● Directions for this task
Begin at the line containing "use crate::drivers::InputDriver;" in the data below and go on through the line containing "impl<D: InputDriver> EventLoop<D>", repeating each line exactly; include both ends and no other line.

**** Records for the task ****

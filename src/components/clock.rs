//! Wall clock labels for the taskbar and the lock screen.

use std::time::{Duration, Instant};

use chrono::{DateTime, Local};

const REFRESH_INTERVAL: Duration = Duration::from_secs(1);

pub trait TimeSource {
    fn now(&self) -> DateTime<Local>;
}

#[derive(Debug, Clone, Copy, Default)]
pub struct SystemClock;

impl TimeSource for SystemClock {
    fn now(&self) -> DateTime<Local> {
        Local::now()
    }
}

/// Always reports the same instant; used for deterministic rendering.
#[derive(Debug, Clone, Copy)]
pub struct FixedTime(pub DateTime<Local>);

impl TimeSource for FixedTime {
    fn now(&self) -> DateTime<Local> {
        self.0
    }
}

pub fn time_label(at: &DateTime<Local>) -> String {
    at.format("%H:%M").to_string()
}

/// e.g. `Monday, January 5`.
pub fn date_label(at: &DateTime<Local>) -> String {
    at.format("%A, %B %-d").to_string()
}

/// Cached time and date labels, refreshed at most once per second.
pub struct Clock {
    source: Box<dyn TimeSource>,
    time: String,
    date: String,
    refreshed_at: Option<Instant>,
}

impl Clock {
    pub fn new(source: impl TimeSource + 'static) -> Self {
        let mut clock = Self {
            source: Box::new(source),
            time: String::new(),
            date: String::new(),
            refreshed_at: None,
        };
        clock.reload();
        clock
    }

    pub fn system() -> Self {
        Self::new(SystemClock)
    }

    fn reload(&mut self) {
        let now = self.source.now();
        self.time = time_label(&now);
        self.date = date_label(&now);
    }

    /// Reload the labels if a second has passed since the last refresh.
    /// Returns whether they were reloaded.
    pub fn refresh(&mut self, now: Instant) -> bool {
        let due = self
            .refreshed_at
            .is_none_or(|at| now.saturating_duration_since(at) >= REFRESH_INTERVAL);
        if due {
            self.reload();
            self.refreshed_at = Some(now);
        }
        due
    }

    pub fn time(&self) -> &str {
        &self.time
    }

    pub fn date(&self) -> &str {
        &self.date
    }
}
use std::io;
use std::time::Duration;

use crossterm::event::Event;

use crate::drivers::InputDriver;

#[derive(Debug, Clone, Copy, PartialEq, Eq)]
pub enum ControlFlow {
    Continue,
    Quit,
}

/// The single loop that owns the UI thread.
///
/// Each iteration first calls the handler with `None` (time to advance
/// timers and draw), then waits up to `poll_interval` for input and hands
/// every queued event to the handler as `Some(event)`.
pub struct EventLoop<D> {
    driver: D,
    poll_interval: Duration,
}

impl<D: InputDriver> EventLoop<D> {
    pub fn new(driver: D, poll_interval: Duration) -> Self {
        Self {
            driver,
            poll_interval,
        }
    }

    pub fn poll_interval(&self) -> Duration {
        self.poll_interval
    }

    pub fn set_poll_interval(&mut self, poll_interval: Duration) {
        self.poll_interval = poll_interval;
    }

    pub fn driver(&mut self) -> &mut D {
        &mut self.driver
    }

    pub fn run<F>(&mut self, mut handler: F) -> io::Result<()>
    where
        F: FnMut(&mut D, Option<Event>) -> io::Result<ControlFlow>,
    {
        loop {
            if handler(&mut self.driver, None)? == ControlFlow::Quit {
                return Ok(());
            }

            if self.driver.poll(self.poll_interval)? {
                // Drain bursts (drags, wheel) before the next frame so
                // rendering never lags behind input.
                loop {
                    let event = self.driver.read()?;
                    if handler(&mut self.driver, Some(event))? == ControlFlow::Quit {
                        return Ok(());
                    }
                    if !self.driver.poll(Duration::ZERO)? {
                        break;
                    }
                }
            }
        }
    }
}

****

● Response
use crate::drivers::InputDriver;

#[derive(Debug, Clone, Copy, PartialEq, Eq)]
pub enum ControlFlow {
    Continue,
    Quit,
}

/// The single loop that owns the UI thread.
///
/// Each iteration first calls the handler with `None` (time to advance
/// timers and draw), then waits up to `poll_interval` for input and hands
/// every queued event to the handler as `Some(event)`.
pub struct EventLoop<D> {
    driver: D,
    poll_interval: Duration,
}

impl<D: InputDriver> EventLoop<D> {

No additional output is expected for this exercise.